• _INFORMATION GIVEN_
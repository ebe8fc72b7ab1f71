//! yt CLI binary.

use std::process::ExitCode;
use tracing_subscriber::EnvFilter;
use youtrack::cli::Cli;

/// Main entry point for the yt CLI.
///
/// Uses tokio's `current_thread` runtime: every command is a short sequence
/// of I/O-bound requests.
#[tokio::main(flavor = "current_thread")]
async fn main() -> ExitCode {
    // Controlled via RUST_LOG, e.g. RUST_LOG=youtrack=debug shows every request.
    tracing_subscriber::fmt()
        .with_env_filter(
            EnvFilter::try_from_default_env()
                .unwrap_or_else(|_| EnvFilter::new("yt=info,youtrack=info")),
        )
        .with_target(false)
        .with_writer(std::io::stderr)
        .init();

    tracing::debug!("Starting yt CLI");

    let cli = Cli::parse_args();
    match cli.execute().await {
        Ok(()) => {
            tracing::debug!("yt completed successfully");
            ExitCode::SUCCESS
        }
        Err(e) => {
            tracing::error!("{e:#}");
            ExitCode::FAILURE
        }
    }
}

...

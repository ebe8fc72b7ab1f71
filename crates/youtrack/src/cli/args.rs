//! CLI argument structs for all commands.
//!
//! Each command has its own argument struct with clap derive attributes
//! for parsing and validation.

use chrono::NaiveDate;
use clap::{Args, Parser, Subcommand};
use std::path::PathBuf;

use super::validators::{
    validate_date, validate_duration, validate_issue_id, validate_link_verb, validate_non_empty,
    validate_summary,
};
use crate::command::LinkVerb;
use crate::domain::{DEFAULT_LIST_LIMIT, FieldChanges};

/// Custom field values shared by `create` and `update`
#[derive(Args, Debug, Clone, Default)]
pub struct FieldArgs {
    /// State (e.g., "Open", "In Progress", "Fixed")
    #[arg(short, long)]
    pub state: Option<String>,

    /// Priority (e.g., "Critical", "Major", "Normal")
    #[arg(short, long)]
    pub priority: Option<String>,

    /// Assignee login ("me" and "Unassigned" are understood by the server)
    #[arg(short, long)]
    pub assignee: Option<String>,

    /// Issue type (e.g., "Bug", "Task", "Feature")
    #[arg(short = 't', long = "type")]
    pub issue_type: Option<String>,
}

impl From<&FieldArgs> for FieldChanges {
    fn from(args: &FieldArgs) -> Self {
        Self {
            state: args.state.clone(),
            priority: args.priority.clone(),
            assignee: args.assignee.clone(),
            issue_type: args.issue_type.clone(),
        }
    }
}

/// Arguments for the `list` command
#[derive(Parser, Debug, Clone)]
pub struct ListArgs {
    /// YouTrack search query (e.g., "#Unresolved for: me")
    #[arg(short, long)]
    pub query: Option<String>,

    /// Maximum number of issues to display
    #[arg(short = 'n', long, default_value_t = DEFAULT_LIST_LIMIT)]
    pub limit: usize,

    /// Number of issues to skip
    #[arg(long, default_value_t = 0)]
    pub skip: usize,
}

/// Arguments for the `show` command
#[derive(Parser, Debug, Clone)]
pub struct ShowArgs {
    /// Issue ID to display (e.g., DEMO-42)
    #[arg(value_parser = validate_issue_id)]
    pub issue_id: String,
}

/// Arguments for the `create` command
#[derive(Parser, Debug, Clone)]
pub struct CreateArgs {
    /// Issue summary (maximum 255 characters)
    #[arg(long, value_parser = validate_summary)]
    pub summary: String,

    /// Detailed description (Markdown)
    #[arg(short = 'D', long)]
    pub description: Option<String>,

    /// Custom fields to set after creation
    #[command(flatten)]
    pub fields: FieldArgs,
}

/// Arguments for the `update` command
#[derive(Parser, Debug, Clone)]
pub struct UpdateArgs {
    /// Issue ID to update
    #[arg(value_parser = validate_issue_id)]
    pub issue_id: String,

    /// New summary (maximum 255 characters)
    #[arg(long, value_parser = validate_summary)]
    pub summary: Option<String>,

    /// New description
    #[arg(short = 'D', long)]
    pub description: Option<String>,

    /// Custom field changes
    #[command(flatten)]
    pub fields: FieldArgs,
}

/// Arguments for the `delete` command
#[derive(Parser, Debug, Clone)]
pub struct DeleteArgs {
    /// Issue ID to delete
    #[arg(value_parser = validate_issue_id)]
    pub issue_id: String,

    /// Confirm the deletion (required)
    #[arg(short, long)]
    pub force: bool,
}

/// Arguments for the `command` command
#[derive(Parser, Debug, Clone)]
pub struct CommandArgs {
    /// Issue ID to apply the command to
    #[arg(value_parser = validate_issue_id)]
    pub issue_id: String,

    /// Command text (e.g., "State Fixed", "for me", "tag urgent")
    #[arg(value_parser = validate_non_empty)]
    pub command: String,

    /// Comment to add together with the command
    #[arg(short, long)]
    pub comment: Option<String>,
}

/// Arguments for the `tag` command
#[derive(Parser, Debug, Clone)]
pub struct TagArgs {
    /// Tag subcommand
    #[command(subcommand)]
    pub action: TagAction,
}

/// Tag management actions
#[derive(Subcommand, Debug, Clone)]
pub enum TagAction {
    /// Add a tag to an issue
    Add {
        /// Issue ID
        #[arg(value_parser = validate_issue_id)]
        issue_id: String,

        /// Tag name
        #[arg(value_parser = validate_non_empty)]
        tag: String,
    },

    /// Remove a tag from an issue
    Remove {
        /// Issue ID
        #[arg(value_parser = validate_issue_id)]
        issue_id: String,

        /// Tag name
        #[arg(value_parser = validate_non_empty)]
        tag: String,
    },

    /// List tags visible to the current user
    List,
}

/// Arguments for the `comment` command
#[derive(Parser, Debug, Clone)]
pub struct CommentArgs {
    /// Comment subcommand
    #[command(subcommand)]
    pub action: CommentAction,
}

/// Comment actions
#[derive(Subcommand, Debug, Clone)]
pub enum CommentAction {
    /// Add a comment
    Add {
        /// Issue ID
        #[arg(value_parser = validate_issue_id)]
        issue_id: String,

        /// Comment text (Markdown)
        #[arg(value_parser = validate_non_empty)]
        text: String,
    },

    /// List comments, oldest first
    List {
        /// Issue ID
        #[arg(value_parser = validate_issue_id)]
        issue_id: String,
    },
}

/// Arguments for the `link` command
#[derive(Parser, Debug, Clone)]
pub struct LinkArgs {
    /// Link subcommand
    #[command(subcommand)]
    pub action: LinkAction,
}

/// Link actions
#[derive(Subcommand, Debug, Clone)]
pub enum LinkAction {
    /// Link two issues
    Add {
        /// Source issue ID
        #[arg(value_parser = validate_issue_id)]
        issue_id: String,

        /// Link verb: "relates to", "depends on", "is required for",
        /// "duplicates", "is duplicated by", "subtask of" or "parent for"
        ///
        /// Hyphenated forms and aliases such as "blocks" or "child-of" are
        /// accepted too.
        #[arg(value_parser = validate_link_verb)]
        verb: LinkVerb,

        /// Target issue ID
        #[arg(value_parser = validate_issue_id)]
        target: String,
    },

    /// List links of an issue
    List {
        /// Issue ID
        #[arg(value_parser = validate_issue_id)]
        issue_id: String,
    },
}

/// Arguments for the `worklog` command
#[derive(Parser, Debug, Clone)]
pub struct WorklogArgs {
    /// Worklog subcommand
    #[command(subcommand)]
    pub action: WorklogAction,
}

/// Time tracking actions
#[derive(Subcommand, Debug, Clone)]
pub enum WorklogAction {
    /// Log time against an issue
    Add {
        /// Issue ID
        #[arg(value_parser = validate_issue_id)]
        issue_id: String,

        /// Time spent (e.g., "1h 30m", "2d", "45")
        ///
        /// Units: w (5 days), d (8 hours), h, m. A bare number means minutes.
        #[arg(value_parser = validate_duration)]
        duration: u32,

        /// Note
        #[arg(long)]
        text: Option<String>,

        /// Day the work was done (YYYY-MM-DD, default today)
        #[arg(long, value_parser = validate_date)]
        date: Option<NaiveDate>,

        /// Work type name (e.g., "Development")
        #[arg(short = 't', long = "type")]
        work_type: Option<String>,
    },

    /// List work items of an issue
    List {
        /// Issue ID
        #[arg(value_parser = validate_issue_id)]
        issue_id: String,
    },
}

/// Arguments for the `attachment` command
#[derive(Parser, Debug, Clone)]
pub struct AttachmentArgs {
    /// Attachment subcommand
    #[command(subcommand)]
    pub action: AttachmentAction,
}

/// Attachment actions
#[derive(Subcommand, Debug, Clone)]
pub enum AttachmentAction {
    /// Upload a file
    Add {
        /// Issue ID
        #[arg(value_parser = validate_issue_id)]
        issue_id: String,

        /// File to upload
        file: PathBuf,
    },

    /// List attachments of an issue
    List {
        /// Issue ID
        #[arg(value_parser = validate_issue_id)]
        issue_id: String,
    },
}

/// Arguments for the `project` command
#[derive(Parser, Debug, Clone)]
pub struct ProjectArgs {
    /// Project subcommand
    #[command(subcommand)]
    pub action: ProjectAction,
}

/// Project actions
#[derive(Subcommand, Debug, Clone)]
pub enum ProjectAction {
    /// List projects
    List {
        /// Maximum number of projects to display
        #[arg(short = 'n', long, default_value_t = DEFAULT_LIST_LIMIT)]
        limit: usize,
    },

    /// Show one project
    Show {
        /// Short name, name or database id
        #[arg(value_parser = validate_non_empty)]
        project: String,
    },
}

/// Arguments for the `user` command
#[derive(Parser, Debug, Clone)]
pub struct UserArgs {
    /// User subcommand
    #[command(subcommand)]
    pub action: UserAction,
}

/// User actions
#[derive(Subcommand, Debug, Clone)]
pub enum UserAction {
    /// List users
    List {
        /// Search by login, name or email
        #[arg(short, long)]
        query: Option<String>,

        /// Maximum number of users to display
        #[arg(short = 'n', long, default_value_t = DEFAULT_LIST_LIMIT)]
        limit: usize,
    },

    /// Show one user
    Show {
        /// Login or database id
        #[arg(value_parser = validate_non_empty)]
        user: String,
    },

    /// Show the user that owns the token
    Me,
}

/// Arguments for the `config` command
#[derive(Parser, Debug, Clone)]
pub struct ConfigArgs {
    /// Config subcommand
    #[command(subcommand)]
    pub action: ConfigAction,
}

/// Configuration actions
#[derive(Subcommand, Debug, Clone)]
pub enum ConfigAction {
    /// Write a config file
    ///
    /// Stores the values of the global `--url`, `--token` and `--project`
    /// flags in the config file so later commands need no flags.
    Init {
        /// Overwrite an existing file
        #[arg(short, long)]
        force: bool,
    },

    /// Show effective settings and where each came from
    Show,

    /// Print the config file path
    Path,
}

• _TASK REQUIREMENTS_
Lines holding the string "Custom" must be copied out of the entries above.

• _ANSWER FOR THIS EXERCISE_
/// Custom field values shared by `create` and `update`
    /// Custom fields to set after creation
    /// Custom field changes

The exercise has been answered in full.